Beschwerden sind gemäß § 351h Abs. 3 ASVG binnen vier Wochen nach Zustellung der Entscheidung des Hauptverbandes beim Hauptverband über das Internetportal www.sozialversicherung.at einzubringen. Dem Hauptverband steht es frei, binnen vier Wochen ab Einbringung der Beschwerde eine Stellungnahme an das Bundesverwaltungsgericht abzugeben. In der Beschwerde oder in der Stellungnahme nach Abs. 3 können sich das vertriebsberechtigte Unternehmen und der Hauptverband gemäß § 351h Abs. 4 ASVG nur auf Tatsachen und Beweise beziehen, die zum Zeitpunkt der Entscheidung des Hauptverbandes vom vertriebsberechtigten Unternehmen oder vom Hauptverband bereits eingebracht worden sind. Das Vorbringen neuer Tatsachen und Beweise im Beschwerdeverfahren ist nur zur Stützung oder zur Widerlegung der in der ersten Instanz rechtzeitig vorgebrachten Tatsachen und Beweise zulässig. Solche neuen Tatsachen und Beweise dürfen überdies nur dann berücksichtigt werden, wenn diese entweder in der Beschwerde oder der Stellungnahme des Hauptverbandes nach Abs. 3 bereits eingebracht wurden. Diese Stellungnahme des Hauptverbandes ist vom Bundesverwaltungsgericht als Bestandteil der Begründung der Entscheidung des Hauptverbandes nach Abs. 3 erster Satz zu berücksichtigen. Eine Einschränkung oder Klarstellung des Antragbegehrens ist ausgeschlossen.

Gemäß § 351i Abs. 1 ASVG hat in Angelegenheiten nach § 351 h die Entscheidung des Bundesverwaltungsgerichts durch einen Senat zu erfolgen, der aus dem/der Senatsvorsitzenden und vier fachkundigen Laienrichtern/Laienrichterinnen besteht, wobei zwei davon Fachärzte/Fachärztinnen für Pharmakologie und Toxikologie oder Fachärzte/Fachärztinnen mit dem Additivfach klinische Pharmakologie und zwei Ökonomen/Ökonominnen mit spezifischen Kenntnissen im Gesundheits- und Sozialversicherungsbereich (Gesundheitsökonomen/Gesundheitsökonominnen) sind.

Das Verfahren der Verwaltungsgerichte mit Ausnahme des Bundesfinanzgerichtes ist durch das VwGVG, BGBl. I 2013/33 idF BGBl. I 2013/122, geregelt (§ 1 leg.cit.). Gemäß § 58 Abs. 2 VwGVG bleiben entgegenstehende Bestimmungen, die zum Zeitpunkt des Inkrafttretens dieses Bundesgesetzes bereits kundgemacht wurden, in Kraft.
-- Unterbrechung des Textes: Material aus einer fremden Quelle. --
//! Storage fault injection.

use parking_lot::Mutex;
use secsync_core::{
    IdentityCertificateChain, Manifest, MembershipCertificateChain, OnlineApplication,
    PermissionPolicy, PersistedApplicationRecord, TransactionId,
};
use secsync_storage::{SecurityStorage, StorageError, StorageResult};
use std::collections::HashMap;
use std::sync::atomic::{AtomicU32, AtomicU64, Ordering};

/// A storage operation that can be made to fail.
#[derive(Debug, Clone, Copy, PartialEq, Eq, Hash)]
pub enum StorageOp {
    /// `start_updates`
    StartUpdates,
    /// `complete_updates`
    CompleteUpdates,
    /// `get_membership_certificates`
    GetMemberships,
    /// `get_identity_certificates_and_manifest`
    GetIdentity,
    /// `get_policy`
    GetPolicy,
}

/// Wraps a storage and injects failures and concurrent changes.
pub struct FaultyStorage<S> {
    inner: S,
    failures: Mutex<HashMap<StorageOp, StorageError>>,
    unsettled_closes: AtomicU32,
    starts: AtomicU64,
    completes: AtomicU64,
}

impl<S: SecurityStorage> FaultyStorage<S> {
    /// Wraps a storage without injecting anything.
    pub fn new(inner: S) -> Self {
        Self {
            inner,
            failures: Mutex::new(HashMap::new()),
            unsettled_closes: AtomicU32::new(0),
            starts: AtomicU64::new(0),
            completes: AtomicU64::new(0),
        }
    }

    /// Returns the wrapped storage.
    pub fn inner(&self) -> &S {
        &self.inner
    }

    /// Makes every later call of `op` fail with `error`.
    pub fn fail_on(&self, op: StorageOp, error: StorageError) {
        self.failures.lock().insert(op, error);
    }

    /// Removes all injected failures.
    pub fn clear_failures(&self) {
        self.failures.lock().clear();
    }

    /// Makes the next `closes` calls to `complete_updates` report a newer
    /// transaction id, as if the desired state changed during each pass.
    pub fn unsettle(&self, closes: u32) {
        self.unsettled_closes.store(closes, Ordering::SeqCst);
    }

    /// Returns the number of `start_updates` calls.
    pub fn starts(&self) -> u64 {
        self.starts.load(Ordering::SeqCst)
    }

    /// Returns the number of `complete_updates` calls.
    pub fn completes(&self) -> u64 {
        self.completes.load(Ordering::SeqCst)
    }

    fn check(&self, op: StorageOp) -> StorageResult<()> {
        match self.failures.lock().get(&op) {
            Some(error) => Err(error.clone()),
            None => Ok(()),
        }
    }
}

impl<S: SecurityStorage> SecurityStorage for FaultyStorage<S> {
    fn start_updates(
        &self,
        app: &OnlineApplication,
    ) -> StorageResult<(PersistedApplicationRecord, TransactionId)> {
        self.starts.fetch_add(1, Ordering::SeqCst);
        self.check(StorageOp::StartUpdates)?;
        self.inner.start_updates(app)
    }

    fn complete_updates(
        &self,
        record: &PersistedApplicationRecord,
        transaction: TransactionId,
    ) -> StorageResult<TransactionId> {
        self.completes.fetch_add(1, Ordering::SeqCst);
        // The inner transaction is always closed so later passes can open it.
        let current = self.inner.complete_updates(record, transaction)?;
        self.check(StorageOp::CompleteUpdates)?;

        let unsettled = self
            .unsettled_closes
            .fetch_update(Ordering::SeqCst, Ordering::SeqCst, |n| n.checked_sub(1))
            .is_ok();
        if unsettled {
            Ok(TransactionId::new(current.as_u64() + 1))
        } else {
            Ok(current)
        }
    }

    fn get_membership_certificates(
        &self,
        app: &OnlineApplication,
    ) -> StorageResult<Vec<MembershipCertificateChain>> {
        self.check(StorageOp::GetMemberships)?;
        self.inner.get_membership_certificates(app)
    }

    fn get_identity_certificates_and_manifest(
        &self,
        app: &OnlineApplication,
    ) -> StorageResult<(IdentityCertificateChain, Manifest)> {
        self.check(StorageOp::GetIdentity)?;
        self.inner.get_identity_certificates_and_manifest(app)
    }

    fn get_policy(&self, app: &OnlineApplication) -> StorageResult<PermissionPolicy> {
        self.check(StorageOp::GetPolicy)?;
        self.inner.get_policy(app)
    }
}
Gemäß § 17 VwGVG sind, soweit in diesem Bundesgesetz nicht anderes bestimmt ist, auf das Verfahren über Beschwerden gemäß Art. 130 Abs. 1 B-VG die Bestimmungen des AVG mit Ausnahme der §§ 1 bis 5 sowie des IV. Teiles, die Bestimmungen der Bundesabgabenordnung - BAO, BGBl. Nr. 194/1961, des Agrarverfahrensgesetzes - AgrVG, BGBl. Nr. 173/1950, und des Dienstrechtsverfahrensgesetzes 1984 - DVG, BGBl. Nr. 29/1984, und im Übrigen jene verfahrensrechtlichen Bestimmungen in Bundes- oder Landesgesetzen sinngemäß anzuwenden, die die Behörde in dem dem Verfahren vor dem Verwaltungsgericht vorangegangenen Verfahren angewendet hat oder anzuwenden gehabt hätte.

Zu A)

a) Maßgebliche Rechtsgrundlagen in der für den Streitfall maßgeblichen Fassung:

Allgemeines Sozialversicherungsgesetz (ASVG), BGBl. Nr. 189/1955 idF BGBl. I Nr. 46/2014:

"3. UNTERABSCHNITT

Hauptverband der österreichischen Sozialversicherungsträger

§ 31. (1) Die in den §§ 23 bis 25 bezeichneten Versicherungsträger und die Träger der im § 2 Abs. 2 bezeichneten Sonderversicherungen werden zum Hauptverband der österreichischen Sozialversicherungsträger (im folgenden kurz Hauptverband genannt) zusammengefaßt.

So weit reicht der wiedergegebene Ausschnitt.